I don’t know if you know about this, I wrote about it very quickly in my book, because it’s not really what I’m pushing, but one morning I got up and thought, “Ohmigod, look at all these women working at home.” We had done this GE Capital study and we helped them put together a program where they help women grow their own small businesses. So I get thinking about the fact that women work at home a lot and the places they work in are kind of messy. So we sent out a couple of thousand cameras and we said, “Take a picture of your home office and send it back to us.” And it was a mess, but all the home offices had flowers, all the home offices had a place for an earring because women take off their earrings when they talk on the phone. I noticed that all the women working behind their desks crossed their legs. They had pictures of their kids on a corkboard. And I decided to make Faith Popcorn’s Home Office Cocoon. I went to Hooker furniture and I licensed it. They sold $5 million worth the first day at High Point Furniture Market in North Carolina.

That’s a lot of furniture.

FP: Just hitting it right. It’s not brain surgery. I’m not in the furniture business. But I thought, let’s see if I can license this. Boom!

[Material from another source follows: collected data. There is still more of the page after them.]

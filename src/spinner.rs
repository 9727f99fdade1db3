//! Text spinner shown while a long operation runs.
//!
//! The spinner is a background task that redraws one status line until it is
//! cancelled. [`supervise`] wraps a future with a spinner and always stops and
//! joins the spinner before handing back the future's output.
//!
//! [`ThreadSpinner`] and [`supervise_blocking`] are the same contract for
//! callers that block their own thread: the spinner draws from a dedicated OS
//! thread, which is signalled and joined on stop.

use std::future::Future;
use std::io::Write;
use std::sync::mpsc::{self, RecvTimeoutError};
use std::thread;
use std::time::Duration;
use tokio::task::JoinHandle;
use tokio_util::sync::CancellationToken;

/// Delay between frames
pub const FRAME_INTERVAL: Duration = Duration::from_millis(100);

const FRAMES: [char; 4] = ['|', '/', '-', '\\'];

/// Handle to a running spinner
pub struct Spinner {
    cancel: CancellationToken,
    handle: JoinHandle<usize>,
}

impl Spinner {
    /// Start drawing `<frame> <message>` on `out`
    ///
    /// Must be called from within a tokio runtime.
    pub fn start(message: impl Into<String>, out: Box<dyn Write + Send>) -> Self {
        let cancel = CancellationToken::new();
        let handle = tokio::spawn(spin(message.into(), out, cancel.clone()));
        Self { cancel, handle }
    }

    /// Stop the spinner, clear its line and wait for the task to exit
    ///
    /// Returns the number of frames drawn.
    pub async fn stop(self) -> usize {
        self.cancel.cancel();
        match self.handle.await {
            Ok(frames) => frames,
            Err(e) => {
                tracing::warn!(error = %e, "Spinner task failed");
                0
            }
        }
    }
}

async fn spin(
    message: String,
    mut out: Box<dyn Write + Send>,
    cancel: CancellationToken,
) -> usize {
    let mut frames = 0;
    for frame in FRAMES.iter().cycle() {
        if draw(&mut out, *frame, &message).is_err() {
            break;
        }
        frames += 1;

        tokio::select! {
            _ = cancel.cancelled() => break,
            _ = tokio::time::sleep(FRAME_INTERVAL) => {}
        }
    }

    clear_line(&mut out, &message);
    frames
}

fn draw(out: &mut dyn Write, frame: char, message: &str) -> std::io::Result<()> {
    write!(out, "\r{frame} {message}")?;
    out.flush()
}

fn clear_line(out: &mut dyn Write, message: &str) {
    // Width of "<frame> <message>"
    let blank = " ".repeat(message.chars().count() + 2);
    write!(out, "\r{blank}\r").and_then(|()| out.flush()).ok();
}

/// Run `fut` with a spinner on `out`
///
/// The spinner is stopped and joined before the output is returned, so
/// nothing else is written to `out` afterwards.
pub async fn supervise<F>(
    message: impl Into<String>,
    out: Box<dyn Write + Send>,
    fut: F,
) -> F::Output
where
    F: Future,
{
    let spinner = Spinner::start(message, out);
    let output = fut.await;
    let frames = spinner.stop().await;
    tracing::debug!(frames, "Spinner stopped");
    output
}

/// Spinner drawn from its own OS thread
///
/// Dropping the handle without calling [`ThreadSpinner::stop`] also ends the
/// thread, but leaves it unjoined.
pub struct ThreadSpinner {
    stop_tx: mpsc::Sender<()>,
    handle: thread::JoinHandle<usize>,
}

impl ThreadSpinner {
    /// Spawn a thread drawing `<frame> <message>` on `out`
    pub fn start(
        message: impl Into<String>,
        out: Box<dyn Write + Send>,
    ) -> std::io::Result<Self> {
        let message = message.into();
        let (stop_tx, stop_rx) = mpsc::channel();
        let handle = thread::Builder::new()
            .name("spinner".into())
            .spawn(move || spin_blocking(message, out, stop_rx))?;
        Ok(Self { stop_tx, handle })
    }

    /// Signal the thread, wait for it to clear its line and exit
    ///
    /// Returns the number of frames drawn.
    pub fn stop(self) -> usize {
        // A thread that already exited has dropped the receiver
        self.stop_tx.send(()).ok();
        match self.handle.join() {
            Ok(frames) => frames,
            Err(_) => {
                tracing::warn!("Spinner thread panicked");
                0
            }
        }
    }
}

fn spin_blocking(
    message: String,
    mut out: Box<dyn Write + Send>,
    stop: mpsc::Receiver<()>,
) -> usize {
    let mut frames = 0;
    for frame in FRAMES.iter().cycle() {
        if draw(&mut out, *frame, &message).is_err() {
            break;
        }
        frames += 1;

        match stop.recv_timeout(FRAME_INTERVAL) {
            Err(RecvTimeoutError::Timeout) => {}
            Ok(()) | Err(RecvTimeoutError::Disconnected) => break,
        }
    }

    clear_line(&mut out, &message);
    frames
}

/// Run the blocking `f` on the calling thread with a spinner on `out`
///
/// The spinner thread is stopped and joined before the result is returned.
/// If the thread cannot be spawned `f` still runs, without a spinner.
pub fn supervise_blocking<R>(
    message: impl Into<String>,
    out: Box<dyn Write + Send>,
    f: impl FnOnce() -> R,
) -> R {
    let spinner = match ThreadSpinner::start(message, out) {
        Ok(spinner) => Some(spinner),
        Err(e) => {
            tracing::warn!(error = %e, "Could not start spinner thread");
            None
        }
    };
    let output = f();
    if let Some(spinner) = spinner {
        let frames = spinner.stop();
        tracing::debug!(frames, "Spinner thread joined");
    }
    output
}

// unwrap/expect are acceptable in tests for concise failure-on-error assertions
#[allow(clippy::unwrap_used, clippy::expect_used)]
#[cfg(test)]
mod tests {
    use super::*;
    use crate::test_helpers::SharedBuf;

    #[tokio::test]
    async fn supervise_returns_output_and_clears_the_line() {
        let buf = SharedBuf::default();

        let answer = supervise("thinking!", Box::new(buf.clone()), async {
            tokio::time::sleep(Duration::from_millis(250)).await;
            42
        })
        .await;

        assert_eq!(answer, 42);
        let text = buf.contents();
        assert!(text.starts_with("\r| thinking!"), "got {text:?}");
        assert!(text.contains("\r/ thinking!"));
        assert!(text.ends_with(&format!("\r{}\r", " ".repeat(11))));
    }

    #[tokio::test]
    async fn nothing_is_written_after_stop() {
        let buf = SharedBuf::default();
        let spinner = Spinner::start("waiting", Box::new(buf.clone()));
        tokio::time::sleep(Duration::from_millis(120)).await;

        let frames = spinner.stop().await;
        let after_stop = buf.contents();
        tokio::time::sleep(Duration::from_millis(150)).await;

        assert!(frames >= 1);
        assert_eq!(buf.contents(), after_stop);
    }

    #[tokio::test]
    async fn immediate_stop_draws_at_most_one_frame() {
        let buf = SharedBuf::default();
        let spinner = Spinner::start("x", Box::new(buf.clone()));
        assert!(spinner.stop().await <= 1);
    }

    #[test]
    fn blocking_supervise_joins_the_spinner_thread() {
        let buf = SharedBuf::default();

        let answer = supervise_blocking("thinking!", Box::new(buf.clone()), || {
            std::thread::sleep(Duration::from_millis(250));
            42
        });

        assert_eq!(answer, 42);
        let text = buf.contents();
        assert!(text.starts_with("\r| thinking!"), "got {text:?}");
        assert!(text.contains("\r/ thinking!"));
        assert!(text.ends_with(&format!("\r{}\r", " ".repeat(11))));
    }

    #[test]
    fn thread_spinner_is_silent_after_stop() {
        let buf = SharedBuf::default();
        let spinner = ThreadSpinner::start("waiting", Box::new(buf.clone())).unwrap();
        std::thread::sleep(Duration::from_millis(120));

        let frames = spinner.stop();
        let after_stop = buf.contents();
        std::thread::sleep(Duration::from_millis(150));

        assert!(frames >= 1);
        assert_eq!(buf.contents(), after_stop);
    }

    #[test]
    fn stop_wakes_the_thread_without_waiting_a_frame() {
        let spinner = ThreadSpinner::start("x", Box::new(SharedBuf::default())).unwrap();
        let started = std::time::Instant::now();
        spinner.stop();
        assert!(started.elapsed() < FRAME_INTERVAL);
    }
}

I noticed the furniture at your web site and I was wondering …

FP: … what is she doing?

Yeah, what’s this all about, but now to hear the success you’ve had …

FP: … and I’m going to do Faith Popcorn’s Cocoon Chair. A recliner, heated, with a baby seat, a shorter seat because a woman gets up and down more …

I want that chair!

FP: Okay, I’m going to have it within the year. But that’s how easy it is to read EVEolution and say, “Okay, what do women need?” Easy. But it’s amazing the resistance there is to this whole idea.

What kind of resistance?

FP: I went to Detroit. I went to this big car company. I said, “Look at these Eight Truths, come on.” So the top guy sends me to the director of marketing saying he’s going to want you to do this. I go in there and he says, “What? Blacks, Hispanics, gays, now women? Another advocacy group? I don’t need this. We sell enough Explorers to women. We don’t need to sell anymore.” And I say to him, “You’re missing the point, you can retain these women forever, for generations.” And he says, “Oh, come on.” That was it: end of meeting. I went to a Japanese car company and they said “We don’t thread the needle that way.” I said, “What?” “We just don’t thread it that way.” That’s the thinking out there. It’s very typical.

They just dismissed you?

FP: Yeah, even at package goods companies people say, “Yeah, we sell to women.” And I say, “But you don’t retain them, you don’t hold them, you don’t understand them, you don’t talk to them.”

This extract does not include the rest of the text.